Phase II study of palliative S-1 in combination with cisplatin as second-line chemotherapy for gemcitabine-refractory pancreatic cancer patients.
Academic Article
Overview
abstract
In this study, we examined the efficacy and toxicity of S-1 with cisplatin as a second-line palliative chemotherapy for gemcitabine-refractory pancreatic cancer patients. Patients who had been previously treated with gemcitabine-based chemotherapy as palliative first-line chemotherapy received S-1/cisplatin [body surface area (BSA) <1.25 m(2), S-1 40 mg/day; BSA ≤1.25 to <1.5 m(2), 50 mg/day; BSA ≥1.5 m(2) 60 mg/day, orally, bid, daily on days 1-14 followed by a 7-day washout and cisplatin 60 mg/m(2)/day intravenously on day 1] every three weeks.
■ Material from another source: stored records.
use anyhow::Result;
use crossterm::style::Stylize;

use crate::categorize::MatchMode;
use crate::models::{BudgetLedger, Period};
use crate::service::{Clock, ExpenseService, SystemClock};
use crate::store::StoreError;

pub(crate) fn as_cli(args: &[String], service: &ExpenseService) -> Result<()> {
    match args[1].as_str() {
        "add" => cli_add(&args[2..], service),
        "list" | "ls" => cli_list(&args[2..], service),
        "delete" | "rm" => cli_delete(&args[2..], service),
        "total" => cli_total(&args[2..], service),
        "report" => cli_report(&args[2..], service),
        "budget" => cli_budget(&args[2..], service),
        "--help" | "-h" | "help" => {
            print_usage();
            Ok(())
        }
        "--version" | "-V" | "version" => {
            println!("spendlog {}", env!("CARGO_PKG_VERSION"));
            Ok(())
        }
        other => {
            print_usage();
            anyhow::bail!("Unknown command: {other}");
        }
    }
}

fn print_usage() {
    println!("spendlog — local-only monthly expense tracker");
    println!();
    println!("Usage: spendlog [command]");
    println!();
    println!("Commands:");
    println!("  (none)                        Launch interactive menu");
    println!("  add <description> <amount>    Record an expense");
    println!("  list                          List a period's expenses and total");
    println!("  delete <id>                   Delete an expense by id");
    println!("  total <category>              Sum expenses matching a category");
    println!("    --match <exact|contains|regex>");
    println!("  report                        Write a period report to a text file");
    println!("    --out <path>                Report destination (default: report_<Month>_<year>.txt)");
    println!("  budget                        Show the active budget");
    println!("  budget set <amount>           Reset the budget for a period");
    println!("  --help, -h                    Show this help");
    println!("  --version, -V                 Show version");
    println!();
    println!("Period flags (default: the active budget period, else the current month):");
    println!("  --month <name|1-12>  --year <yyyy>");
}

// ── Flag and period handling ─────────────────────────────────

fn flag_value<'a>(args: &'a [String], flag: &str) -> Option<&'a str> {
    args.windows(2)
        .find(|w| w[0] == flag)
        .map(|w| w[1].as_str())
}

/// Positional arguments left over once known flags and their values are
/// stripped.
fn positionals(args: &[String]) -> Vec<&String> {
    const FLAGS: [&str; 4] = ["--month", "--year", "--match", "--out"];
    let mut out = Vec::new();
    let mut i = 0;
    while i < args.len() {
        if FLAGS.contains(&args[i].as_str()) {
            i += 2;
        } else {
            out.push(&args[i]);
            i += 1;
        }
    }
    out
}

/// `--month`/`--year` when given; otherwise the active ledger's period,
/// falling back to the clock for a first run.
fn resolve_period(args: &[String], service: &ExpenseService) -> Result<Period> {
    let current = SystemClock.current_period();
    let month = flag_value(args, "--month");
    let year = flag_value(args, "--year");

    if month.is_none() && year.is_none() {
        if let Some(ledger) = service.load_ledger()? {
            return Ok(ledger.period);
        }
        return Ok(current);
    }

    let month = month.map(str::to_string);
    let year = year.map(str::to_string);
    let period = ExpenseService::parse_period(
        &month.unwrap_or_else(|| current.month.name().to_string()),
        &year.unwrap_or_else(|| current.year.to_string()),
    )?;
    Ok(period)
}

/// The persisted ledger, but only when it covers the period being touched.
/// `spent` is reconciled against the record set before use; the stored
/// running total is never carried across loads.
pub(super) fn active_ledger(
    service: &ExpenseService,
    period: &Period,
) -> Result<Option<BudgetLedger>> {
    let Some(mut ledger) = service.load_ledger()?.filter(|l| l.covers(period)) else {
        return Ok(None);
    };
    service.reconcile(&mut ledger)?;
    Ok(Some(ledger))
}

// ── Commands ─────────────────────────────────────────────────

fn cli_add(args: &[String], service: &ExpenseService) -> Result<()> {
    let pos = positionals(args);
    if pos.len() != 2 {
        anyhow::bail!("Usage: spendlog add <description> <amount> [--month <m> --year <y>]");
    }
    let description = pos[0];
    let amount = ExpenseService::parse_amount(pos[1])?;
    let period = resolve_period(args, service)?;

    let mut ledger = active_ledger(service, &period)?;
    let id = service.add_expense(&period, description, amount, ledger.as_mut())?;
    println!("Added expense #{id} to {period}");
    if let Some(ledger) = &ledger {
        super::print_budget_status(ledger);
    }
    Ok(())
}

fn cli_list(args: &[String], service: &ExpenseService) -> Result<()> {
    let period = resolve_period(args, service)?;
    let (records, total) = service.list_expenses(&period)?;
    super::print_expense_table(&period, &records, total);
    Ok(())
}

fn cli_delete(args: &[String], service: &ExpenseService) -> Result<()> {
    let pos = positionals(args);
    if pos.len() != 1 {
        anyhow::bail!("Usage: spendlog delete <id> [--month <m> --year <y>]");
    }
    let id = pos[0]
        .parse::<u32>()
        .map_err(|_| StoreError::InvalidInput(format!("not an id: {:?}", pos[0])))?;
    let period = resolve_period(args, service)?;

    let mut ledger = active_ledger(service, &period)?;
    let removed = service.delete_expense(&period, id, ledger.as_mut())?;
    println!(
        "Deleted #{id} ({}, {:.2}) from {period}",
        removed.description, removed.amount
    );
    Ok(())
}

fn cli_total(args: &[String], service: &ExpenseService) -> Result<()> {
    let pos = positionals(args);
    if pos.len() != 1 {
        anyhow::bail!("Usage: spendlog total <category> [--match <mode>] [--month <m> --year <y>]");
    }
    let category = pos[0];
    let period = resolve_period(args, service)?;

    let total = match flag_value(args, "--match") {
        Some(mode_text) => {
            let mode = MatchMode::parse(mode_text).ok_or_else(|| {
                StoreError::InvalidInput(format!("not a match mode: {mode_text:?}"))
            })?;
            service.total_for_category_with(&period, category, mode)?
        }
        None => service.total_for_category(&period, category)?,
    };
    println!("Total for {category:?} in {period}: {total:.2}");
    Ok(())
}

fn cli_report(args: &[String], service: &ExpenseService) -> Result<()> {
    let period = resolve_period(args, service)?;
    let ledger = active_ledger(service, &period)?;
    let doc = service.generate_report(&period, ledger.as_ref())?;

    let path = flag_value(args, "--out")
        .map(str::to_string)
        .unwrap_or_else(|| super::default_report_path(&period));
    super::write_report(&path, &doc)?;
    println!("Report written to {path}");
    Ok(())
}

fn cli_budget(args: &[String], service: &ExpenseService) -> Result<()> {
    let pos = positionals(args);
    match pos.first().map(|s| s.as_str()) {
        Some("set") => {
            if pos.len() != 2 {
                anyhow::bail!("Usage: spendlog budget set <amount> [--month <m> --year <y>]");
            }
            let amount = ExpenseService::parse_amount(pos[1])?;
            let period = match (flag_value(args, "--month"), flag_value(args, "--year")) {
                (None, None) => SystemClock.current_period(),
                _ => resolve_period(args, service)?,
            };
            let mut ledger = service.reset_budget(period, amount)?;
            // Pick up records already on disk for that period.
            service.reconcile(&mut ledger)?;
            println!("Budget set for {period}: {amount:.2}");
            super::print_budget_status(&ledger);
            Ok(())
        }
        Some(other) => anyhow::bail!("Unknown budget subcommand: {other}"),
        None => {
            let Some(mut ledger) = service.load_ledger()? else {
                println!("{}", "No budget configured. Use: spendlog budget set <amount>".yellow());
                return Ok(());
            };
            service.reconcile(&mut ledger)?;
            println!("Active period: {}", ledger.period);
            println!("  Budget:    {:>12.2}", ledger.budget);
            println!("  Spent:     {:>12.2}", ledger.spent);
            println!("  Remaining: {:>12.2}", ledger.remaining());
            super::print_budget_status(&ledger);
            Ok(())
        }
    }
}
The enrollment of 32 patients was planned, but the study was terminated early, prior to the first stage, following the enrollment of 11 patients. The median age of the patients was 56 (range, 42-74) years. Nine patients had a performance status (PS) of one. In total, there were 21 chemotherapy cycles and the median treatment duration was 21 (range, 7-96) days. Of the 11 patients, five could not be evaluated due to discontinuation prior to the response evaluation. One of the six evaluable patients achieved stable disease (9.1% in intention to treat analysis and 16.7% in per-protocol analysis), while five had progressive disease. Grade 3-4 hematological toxicities were anemia in one, neutropenia in one and thrombocytopenia in one cycle. Grade 3-4 nonhematological toxicities were fatigue in three, nausea in four, anorexia in two, diarrhea in one and peripheral neuropathy in two cycles. With a median follow-up period of 8.9 (range, 3.2-11.3) months, the median time to progression was 44 days [95% confidence interval (CI) 25.4-62.6] and the median overall survival was 81 days (95% CI 9.3-152.7). Combination chemotherapy with S-1 and cisplatin as applied in this study did not result in promising antitumor activity, a high degree of toxicity and poor compliance.